Algunas diferencias entre empleados y emprendedores

Los emprendedores no se centran en los pretextos y deben aprender a ir más allá de la culpa.

Ya sea por un compañero de trabajo, la máquina con la que hay que trabajar, el ambiente, el dolor de cabeza, las malas instrucciones del superior; cualquier motivo que se te ocurra, es un pretexto. Un emprendedor debe comenzar a empezar a solucionar los problemas de raíz, dejando a un lado el por qué no y comienza a encontrar los motivos del por qué sí.

Los emprendedores dan y reciben halagos y correcciones, en ocasiones del entorno, en otras del propio mercado.

La regla de oro: Halago, Corrección, Halago; podría sonar absurdo, cómo corregir y halagar al mismo tiempo. No sólo se trata de corregir a quien mal hace las cosas, se trata de encontrar soluciones que puedan implementarse y que la persona comprenda y aprenda; cuando se aplica el HCH no sólo se refuerza el propósito, también se crean canales de confianza y comunicación con los empleados: ganar-ganar.

Un emprendedor debe dejar de mirar el pasado para pensar en el futuro.

Pocos comprenden el poder de la visión, y es un salto de calidad a la hora de pasar de ser empleado a emprendedor. Esta regla es aplicada tanto en la vida profesional como en la personal, si lo que haces lo haces por hacer y no con un propósito que pueda atraer beneficios, es el primer error. Los empresarios usan la visión para crear una aproximación equilibrada a la productividad. Equilibramos nuestro tiempo planeando el futuro y actuando en el presente.

Los emprendedores deben tener una visión a vista de pájaro, no a pie de tierra.

Las relaciones laborales y personales influyen en cada decisión y acto que cometemos día a día. Deslindar la vida personal de lo profesional no es una opción, definitivamente es algo imposible. Si el entorno del emprendedor está compuesto de personas que le distraen y no aportan de su objetivo, con cuestiones y juicios constantes es muy probable que acabe siendo uno de ellos. Más vale ser selectivo y singular, que ser influenciable.

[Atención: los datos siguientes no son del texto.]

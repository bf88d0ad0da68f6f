//! Human-scaled renderings of yen amounts

/// Major display unit: 1億 = 10^8 yen
pub const OKU: u64 = 100_000_000;

/// Minor display unit: 1万 = 10^4 yen
pub const MAN: u64 = 10_000;

/// Group digits in threes: `1234567` → `1,234,567`
pub fn format_grouped(amount: u64) -> String {
    let digits = amount.to_string();
    let len = digits.len();
    let mut out = String::with_capacity(len + len / 3);
    for (i, ch) in digits.chars().enumerate() {
        if i > 0 && (len - i) % 3 == 0 {
            out.push(',');
        }
        out.push(ch);
    }
    out
}

/// Split into 億 and 万 parts, each printed only when non-zero.
///
/// `325_000_000` → `3億2500万円`. The remainder below one 万 is not shown;
/// amounts under one 万 fall back to the grouped form with a `円` suffix.
pub fn format_large_unit(amount: u64) -> String {
    let oku = amount / OKU;
    let man = (amount % OKU) / MAN;

    match (oku, man) {
        (0, 0) => format!("{}円", format_grouped(amount)),
        (0, man) => format!("{}万円", man),
        (oku, 0) => format!("{}億円", oku),
        (oku, man) => format!("{}億{}万円", oku, man),
    }
}
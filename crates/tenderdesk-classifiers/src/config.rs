//! Configuration for price classification

use serde::{Deserialize, Serialize};
use tenderdesk_core::{Error, Result};

/// Thresholds and defaults for the bid-amount field
///
/// The floor and ceiling margins are independent settings; they are not
/// derived from one another.
#[derive(Debug, Clone, PartialEq, Serialize, Deserialize)]
pub struct ThresholdConfig {
    /// Fraction above the floor that still counts as low-bid caution
    #[serde(default = "default_floor_margin")]
    pub floor_margin: f64,

    /// Fraction below the ceiling that counts as weak competitiveness
    #[serde(default = "default_ceiling_margin")]
    pub ceiling_margin: f64,

    /// Share of the estimated price suggested when a tender has no floor
    #[serde(default = "default_bid_ratio")]
    pub default_bid_ratio: f64,

    /// Increment used by the amount stepper (yen)
    #[serde(default = "default_step")]
    pub step: u64,
}

impl ThresholdConfig {
    /// Reject margins and ratios that would make the categories meaningless
    pub fn validate(&self) -> Result<()> {
        for (name, value) in [
            ("floor_margin", self.floor_margin),
            ("ceiling_margin", self.ceiling_margin),
        ] {
            if !(0.0..1.0).contains(&value) {
                return Err(Error::config(format!(
                    "pricing.{} must be in [0, 1), got {}",
                    name, value
                )));
            }
        }
        if !(self.default_bid_ratio > 0.0 && self.default_bid_ratio <= 1.0) {
            return Err(Error::config(format!(
                "pricing.default_bid_ratio must be in (0, 1], got {}",
                self.default_bid_ratio
            )));
        }
        if self.step == 0 {
            return Err(Error::config("pricing.step must be positive"));
        }
        Ok(())
    }
}

impl Default for ThresholdConfig {
    fn default() -> Self {
        Self {
            floor_margin: default_floor_margin(),
            ceiling_margin: default_ceiling_margin(),
            default_bid_ratio: default_bid_ratio(),
            step: default_step(),
        }
    }
}

fn default_floor_margin() -> f64 {
    0.02
}

fn default_ceiling_margin() -> f64 {
    0.05
}

fn default_bid_ratio() -> f64 {
    0.9
}

fn default_step() -> u64 {
    10_000_000
}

Los emprendedores deben asumir cierto grado de riesgo.

¿Cuántas veces no has leído sobre tu área de confort? Se trata de salir, explorar, crecer y volver a hacerlo. Pensar en estar cómodo puede ser seguro en el momento, pero dañino para construir un futuro. Es tiempo de arriesgarse y creer en lo que haces, esto no sólo te ayudará a lograrlo, sino que seguro te llevará a mejores lugares.

Trascender de lo usual puede hacer que una idea de negocio funcione, la clave será cómo es el enfoque de quien lo lleve a cabo.